Former European Central Bank chief Mario Draghi on Wednesday accepted the challenging mandate to try to form a new government to lead Italy out of its health, social and economic crises.

In a sudden move, President Sergio Mattarella late on Tuesday summoned Draghi for talks on Wednesday morning, following a failed attempt to form a new Cabinet by the current coalition headed by outgoing Prime Minister Giuseppe Conte.

As expected, Mattarella asked Draghi — an institutional figure with a high international standing — to try to resolve the political impasse into which Italy was plunged last month, just as it battles to contain a second COVID-19 wave and a deep economic recession.

Conte’s government collapsed last week after former premier Matteo Renzi pulled his tiny Italia Viva party from the ruling coalition, stripping it of a parliamentary majority.

Now, Draghi’s uphill task will be to rebuild a solid majority in parliament, able to support his leadership at a very critical time for the country.

In a brief speech to the press, the former ECB head acknowledged the challenges he will be facing.

“It’s a difficult moment and I responded positively to the president’s call,” he said. “Defeating the pandemic, completing the vaccination campaign, responding to the citizens’ needs and relaunching the country, these are our challenges.”

Draghi also stressed that his main aim will be to obtain a full backing in parliament, adding he was “confident” that a constructive dialogue with all parties would lead to a unitarian response to the country’s needs.

Super-Mario – the nickname Draghi earned globally for his key role in saving the single currency during the 2012 eurozone crisis – faces the dangerous divisions among Italian parties. 

Immediate challenges

Mattarella’s decision to tap Draghi as the future head of a “national unity” government rocked the country’s political landscape, putting some of the main parties in a difficult spot.

“The immediate challenge for Draghi, who is no political novice, would be to secure a majority in a parliament where there is a deep unease towards technocratic solutions,” said Wolfango Piccoli, head of research firm Teneo.
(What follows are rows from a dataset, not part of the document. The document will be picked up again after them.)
impl DomBuilder {
	fn build(mut self) -> Dom {
		let source = std::mem::take(&mut self.dom.source);
		for spanned in tokenize_html(&source) {
			let span = spanned.span;
			match spanned.token {
				HtmlToken::StartTag {
					name,
					attributes,
					self_closing,
				} => self.start_tag(name, attributes, self_closing, span),
				HtmlToken::EndTag { name } => self.end_tag(&name, span),
				HtmlToken::Chars(text) => {
					self.append(Node::new(NodeData::Text(text), Some(span)));
				}
				HtmlToken::Comment(text) => {
					self.append(Node::new(NodeData::Comment(text), Some(span)));
				}
				HtmlToken::Doctype { .. } => {}
			}
		}

		let end = source.len();
		while self.stack.len() > 1 {
			self.pop(end, end);
		}
		self.dom.nodes[0].span = Some(0..end);
		self.dom.nodes[0].inner_span = Some(0..end);
		self.dom.source = source;
		self.dom
	}

	fn current(&self) -> NodeId {
		self.stack.last().copied().unwrap_or(0)
	}

	fn current_name(&self) -> Option<&str> {
		self.dom.tag_name(self.current())
	}

	fn append(&mut self, node: Node) -> NodeId {
		let parent = self.current();
		let id = self.dom.push_node(node);
		self.dom.nodes[id].parent = Some(parent);
		self.dom.nodes[parent].children.push(id);
		id
	}

	/// Close the innermost open element.
	fn pop(&mut self, inner_end: usize, outer_end: usize) {
		let Some(id) = self.stack.pop() else {
			return;
		};
		self.flattened.clear();
		let node = &mut self.dom.nodes[id];
		if let Some(span) = node.span.as_mut() {
			span.end = outer_end;
		}
		if let Some(inner) = node.inner_span.as_mut() {
			inner.end = inner_end.max(inner.start);
		}
	}

	/// Close open elements down to and including the one at `index` in the
	/// stack.
	fn close_to(&mut self, index: usize, inner_end: usize, outer_end: usize) {
		while self.stack.len() > index + 1 {
			self.pop(inner_end, inner_end);
		}
		self.pop(inner_end, outer_end);
	}

	/// Stack position of the nearest open element named `name`, stopping at
	/// any element in `boundaries`.
	fn find_open(&self, name: &str, boundaries: &[&str]) -> Option<usize> {
		for (index, id) in self.stack.iter().enumerate().skip(1).rev() {
			let Some(open) = self.dom.tag_name(*id) else {
				continue;
			};
			if open == name {
				return Some(index);
			}
			if boundaries.contains(&open) {
				return None;
			}
		}
		None
	}

	fn close_implied(&mut self, name: &str, at: usize) {
		if CLOSES_PARAGRAPH.contains(&name) {
			if let Some(index) = self.find_open("p", &["button", "td", "th", "li", "blockquote", "div"]) {
				self.close_to(index, at, at);
			}
		}

		let implied = match name {
			"li" => Some((&["li"][..], &["ul", "ol", "menu"][..])),
			"dt" | "dd" => Some((&["dt", "dd"][..], &["dl"][..])),
			"tr" => Some((&["tr"][..], &["table", "tbody", "thead", "tfoot"][..])),
			"td" | "th" => Some((&["td", "th"][..], &["tr", "table"][..])),
			"option" => Some((&["option"][..], &["select", "datalist"][..])),
			_ => None,
		};

		if let Some((names, boundaries)) = implied {
			let found = names
				.iter()
				.filter_map(|open| self.find_open(open, boundaries))
				.max();
			if let Some(index) = found {
				self.close_to(index, at, at);
			}
		}
	}

	fn start_tag(
		&mut self,
		name: String,
		attributes: Vec<HtmlAttribute>,
		self_closing: bool,
		span: Range<usize>,
	) {
		self.close_implied(&name, span.start);

		let is_void = self_closing || is_void_element(&name);
		let inner_start = span.end;
		let mut node = Node::new(
			NodeData::Element(ElementData {
				name: name.clone(),
				attributes,
			}),
			Some(span),
		);
		node.inner_span = Some(inner_start..inner_start);
		let id = self.append(node);

		// The root is not counted towards the depth.
		if is_void {
			return;
		}
		if self.stack.len() <= self.max_depth {
			self.stack.push(id);
		} else {
			self.flattened.push(name);
		}
	}

	fn end_tag(&mut self, name: &str, span: Range<usize>) {
		if self.flattened.last().is_some_and(|open| open == name) {
			self.flattened.pop();
			return;
		}
		if self.current_name() == Some(name) {
			self.pop(span.start, span.end);
			return;
		}
		if let Some(index) = self.find_open(name, &[]) {
			self.close_to(index, span.start, span.end);
		}
	}
}
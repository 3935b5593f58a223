/// Resolves named character references such as `&amp;` or `&nbsp;`.
///
/// The tokenizer asks the resolver for the name between `&` and `;`. Names
/// the resolver does not know are kept literally, including the `&`.
pub trait EntityResolver {
	fn resolve(&self, name: &str) -> Option<String>;
}

/// The full HTML5 named entity table.
#[derive(Debug, Clone, Copy, Default)]
pub struct HtmlEntities;

impl EntityResolver for HtmlEntities {
	fn resolve(&self, name: &str) -> Option<String> {
		if name.is_empty() || !name.chars().all(|ch| ch.is_ascii_alphanumeric()) {
			return None;
		}

		let reference = format!("&{name};");
		let decoded = html_escape::decode_html_entities(&reference);
		(decoded != reference).then(|| decoded.into_owned())
	}
}

/// Only the five entities required to escape markup. Useful when content
/// must round-trip everything else verbatim.
#[derive(Debug, Clone, Copy, Default)]
pub struct XmlEntities;

impl EntityResolver for XmlEntities {
	fn resolve(&self, name: &str) -> Option<String> {
		let value = match name {
			"amp" => "&",
			"lt" => "<",
			"gt" => ">",
			"quot" => "\"",
			"apos" => "'",
			_ => return None,
		};
		Some(value.to_string())
	}
}

/// Decode a numeric character reference body (`38`, `x26`, `X26`).
pub(crate) fn decode_numeric(reference: &str) -> Option<char> {
	let code = if let Some(hex) = reference
		.strip_prefix('x')
		.or_else(|| reference.strip_prefix('X'))
	{
		if hex.is_empty() || !hex.chars().all(|ch| ch.is_ascii_hexdigit()) {
			return None;
		}
		u32::from_str_radix(hex, 16).ok()?
	} else {
		if reference.is_empty() || !reference.chars().all(|ch| ch.is_ascii_digit()) {
			return None;
		}
		reference.parse::<u32>().ok()?
	};

	if code == 0 {
		return Some(char::REPLACEMENT_CHARACTER);
	}
	Some(char::from_u32(code).unwrap_or(char::REPLACEMENT_CHARACTER))
}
“The existing parliamentary arithmetic further complicates the task ahead for the former ECB president,” he added.

Draghi’s success will mainly depend on the position taken by the ruling Five Star Movement and the opposition right-wing League, as both parties have long been hostile towards Draghi, seen as part of the European technocratic elite that they blame for Italy’s economic troubles.

The Five Stars’ initial reaction after Mattarella summoned Draghi was a negative one, with some of its leaders openly saying that the movement will never back a technocratic executive.

However, analysts noted that this position could change swiftly in the coming days, given the existing divisions within the embattled movement.

As for the League, its leader Matteo Salvini has hinted in the past that his party could consider supporting Draghi in exchange for early elections, meaning that the life-span of a possible Draghi government could only extend to the summer, when elections can be held.

The other right-wing parties have taken different approaches to a possible Draghi government. Silvio Berlusconi’s Forza Italia has said it would be willing to support Draghi, while the far-right Brothers of Italy party led by Giorgia Meloni has strongly opposed Mattarella’s decision, asking for early elections.

Draghi will now start consultations with different parties and then report back to Mattarella on the possible outcomes.